Aim of the exercise.
Once you reach the line that contains "assert!(settings.agent_config().device_id.is_none());", retype it and every line after it exactly, ending with the last line of the entries.

··· Data in this exercise

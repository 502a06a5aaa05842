//! [`ActionSurface`] backed by an ADB-connected device.

use super::connection::AdbError;
use super::device::{screen_size, swipe, tap};
use super::hierarchy::dump_hierarchy;
use super::input::{clear_text, detect_and_set_adb_keyboard, restore_keyboard, type_text};
use crate::agent::{ActionSurface, ScrollDirection, SurfaceError, UiElement, UiTreeNode};

/// Drives a device through `adb shell` commands.
pub struct AdbSurface {
    device_id: Option<String>,
    delay_ms: u64,
    screen: Option<(u32, u32)>,
}

impl AdbSurface {
    /// Create a surface for `device_id` (or the only attached device).
    pub fn new(device_id: Option<String>) -> Self {
        Self {
            device_id,
            delay_ms: 500,
            screen: None,
        }
    }

    /// Settle delay after each input, in milliseconds.
    pub fn with_delay(mut self, delay_ms: u64) -> Self {
        self.delay_ms = delay_ms;
        self
    }

    fn device(&self) -> Option<&str> {
        self.device_id.as_deref()
    }

    fn screen(&mut self) -> Result<(u32, u32), AdbError> {
        if let Some(size) = self.screen {
            return Ok(size);
        }
        let size = screen_size(self.device())?;
        self.screen = Some(size);
        Ok(size)
    }

    fn tap_element(&self, element: &UiElement) -> Result<(), SurfaceError> {
        if element.bounds.is_empty() {
            return Err(SurfaceError::Rejected(format!(
                "{} has no on-screen area",
                element.element_class
            )));
        }
        let (x, y) = element.bounds.center();
        tap(x, y, self.device(), Some(self.delay_ms)).map_err(rejected)
    }
}

fn rejected(e: AdbError) -> SurfaceError {
    SurfaceError::Rejected(e.to_string())
}

/// Swipe endpoints that move content in `direction`.
///
/// Scrolling down reveals content further down, so the finger moves up.
fn scroll_gesture(direction: ScrollDirection, width: u32, height: u32) -> ((i32, i32), (i32, i32)) {
    let (w, h) = (width as i32, height as i32);
    let (cx, cy) = (w / 2, h / 2);
    match direction {
        ScrollDirection::Down => ((cx, h * 7 / 10), (cx, h * 3 / 10)),
        ScrollDirection::Up => ((cx, h * 3 / 10), (cx, h * 7 / 10)),
        ScrollDirection::Right => ((w * 8 / 10, cy), (w * 2 / 10, cy)),
        ScrollDirection::Left => ((w * 2 / 10, cy), (w * 8 / 10, cy)),
    }
}

impl ActionSurface for AdbSurface {
    fn live_tree(&mut self) -> Result<Option<UiTreeNode>, SurfaceError> {
        dump_hierarchy(self.device()).map_err(|e| SurfaceError::Unavailable(e.to_string()))
    }

    fn click(&mut self, element: &UiElement) -> Result<(), SurfaceError> {
        self.tap_element(element)
    }

    fn set_text(&mut self, element: &UiElement, text: &str) -> Result<(), SurfaceError> {
        self.tap_element(element)?;

        let device = self.device();
        let original_ime = detect_and_set_adb_keyboard(device).map_err(rejected)?;
        let typed = clear_text(device).and_then(|_| type_text(text, device));

        // Restore the keyboard even when typing failed.
        if let Err(e) = restore_keyboard(&original_ime, device) {
            tracing::warn!("Failed to restore keyboard {}: {}", original_ime, e);
        }
        typed.map_err(rejected)
    }

    fn scroll(&mut self, direction: ScrollDirection) -> Result<(), SurfaceError> {
        let (width, height) = self.screen().map_err(rejected)?;
        let (start, end) = scroll_gesture(direction, width, height);
        swipe(start, end, None, self.device(), Some(self.delay_ms)).map_err(rejected)
    }
}

#[cfg(test)]
mod tests {
    use super::*;
    use crate::agent::Bounds;

    #[test]
    fn test_scroll_gesture_directions() {
        let (start, end) = scroll_gesture(ScrollDirection::Down, 1000, 2000);
        assert_eq!(start, (500, 1400));
        assert_eq!(end, (500, 600));

        let (start, end) = scroll_gesture(ScrollDirection::Left, 1000, 2000);
        assert!(start.0 < end.0);
        assert_eq!(start.1, 1000);
    }

    #[test]
    fn test_zero_area_element_rejected() {
        let surface = AdbSurface::new(None);
        let element = UiElement {
            identifier: None,
            text: String::new(),
            element_class: "android.view.View".to_string(),
            bounds: Bounds::default(),
            clickable: true,
            editable: false,
        };
        assert!(matches!(
            surface.tap_element(&element),
            Err(SurfaceError::Rejected(_))
        ));
    }
}
//! Persisted settings for the agent CLI.
//! Stored in the platform-specific config directory via `directories::ProjectDirs`.

use serde::{Deserialize, Serialize};
use std::fs;
use std::path::PathBuf;

use crate::agent::{AgentConfig, DEFAULT_BUFFER_CAPACITY, DEFAULT_QUEUE_CAPACITY};

/// Application settings that can be saved and loaded.
#[derive(Debug, Clone, PartialEq, Serialize, Deserialize)]
#[serde(default)]
pub struct AppSettings {
    /// ADB device ID (optional)
    pub device_id: String,
    /// Delay between hierarchy polls in milliseconds
    pub poll_interval_ms: u64,
    /// Maximum cycles before the CLI gives up
    pub max_cycles: u64,
    /// Experiences buffered before an optimization pass
    pub buffer_capacity: usize,
    /// Pending events kept while a cycle is in flight
    pub queue_capacity: usize,
    /// Archive experience batches before they are cleared
    pub archive_experiences: bool,
    /// Archive path; empty means the default data directory
    pub archive_path: String,
}

impl Default for AppSettings {
    fn default() -> Self {
        Self {
            device_id: String::new(),
            poll_interval_ms: 1000,
            max_cycles: 50,
            buffer_capacity: DEFAULT_BUFFER_CAPACITY,
            queue_capacity: DEFAULT_QUEUE_CAPACITY,
            archive_experiences: false,
            archive_path: String::new(),
        }
    }
}

impl AppSettings {
    fn project_dirs() -> Option<directories::ProjectDirs> {
        directories::ProjectDirs::from("com", "moderras", "ui-agent")
    }

    /// Get the config directory path.
    pub fn config_dir() -> Option<PathBuf> {
        Self::project_dirs().map(|dirs| dirs.config_dir().to_path_buf())
    }

    /// Get the data directory path.
    pub fn data_dir() -> Option<PathBuf> {
        Self::project_dirs().map(|dirs| dirs.data_dir().to_path_buf())
    }

    /// Get the settings file path.
    pub fn settings_path() -> Option<PathBuf> {
        Self::config_dir().map(|dir| dir.join("settings.json"))
    }

    /// Load settings from the config file, falling back to defaults.
    pub fn load() -> Self {
        let mut loaded: Self = Self::settings_path()
            .and_then(|path| fs::read_to_string(&path).ok())
            .and_then(|content| serde_json::from_str(&content).ok())
            .unwrap_or_default();

        // Zero capacities would disable the buffer or queue entirely.
        let defaults = Self::default();
        if loaded.buffer_capacity == 0 {
            loaded.buffer_capacity = defaults.buffer_capacity;
        }
        if loaded.queue_capacity == 0 {
            loaded.queue_capacity = defaults.queue_capacity;
        }

        loaded
    }

    /// Save settings to the config file.
    pub fn save(&self) -> Result<(), String> {
        let dir = Self::config_dir().ok_or("Cannot determine config directory")?;

        fs::create_dir_all(&dir)
            .map_err(|e| format!("Failed to create config directory: {}", e))?;

        let content = serde_json::to_string_pretty(self)
            .map_err(|e| format!("Failed to serialize settings: {}", e))?;

        fs::write(dir.join("settings.json"), content)
            .map_err(|e| format!("Failed to write settings file: {}", e))?;

        Ok(())
    }

    /// Agent loop configuration derived from these settings.
    pub fn agent_config(&self) -> AgentConfig {
        let config = AgentConfig::default()
            .with_buffer_capacity(self.buffer_capacity)
            .with_queue_capacity(self.queue_capacity);
        if self.device_id.is_empty() {
            config
        } else {
            config.with_device_id(&self.device_id)
        }
    }
}

#[cfg(test)]
mod tests {
    use super::*;

    #[test]
    fn test_partial_json_uses_defaults() {
        let settings: AppSettings = serde_json::from_str(r#"{"device_id": "emulator-5554"}"#).unwrap();
        assert_eq!(settings.device_id, "emulator-5554");
        assert_eq!(settings.buffer_capacity, DEFAULT_BUFFER_CAPACITY);
        assert!(!settings.archive_experiences);
    }

    #[test]
    fn test_agent_config() {
        let mut settings = AppSettings::default();
        assert!(settings.agent_config().device_id.is_none());

        settings.device_id = "emulator-5554".to_string();
        settings.buffer_capacity = 10;
        let config = settings.agent_config();
        assert_eq!(config.device_id.as_deref(), Some("emulator-5554"));
        assert_eq!(config.buffer_capacity, 10);
    }
}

······

Reply.
        assert!(settings.agent_config().device_id.is_none());

        settings.device_id = "emulator-5554".to_string();
        settings.buffer_capacity = 10;
        let config = settings.agent_config();
        assert_eq!(config.device_id.as_deref(), Some("emulator-5554"));
        assert_eq!(config.buffer_capacity, 10);
    }
}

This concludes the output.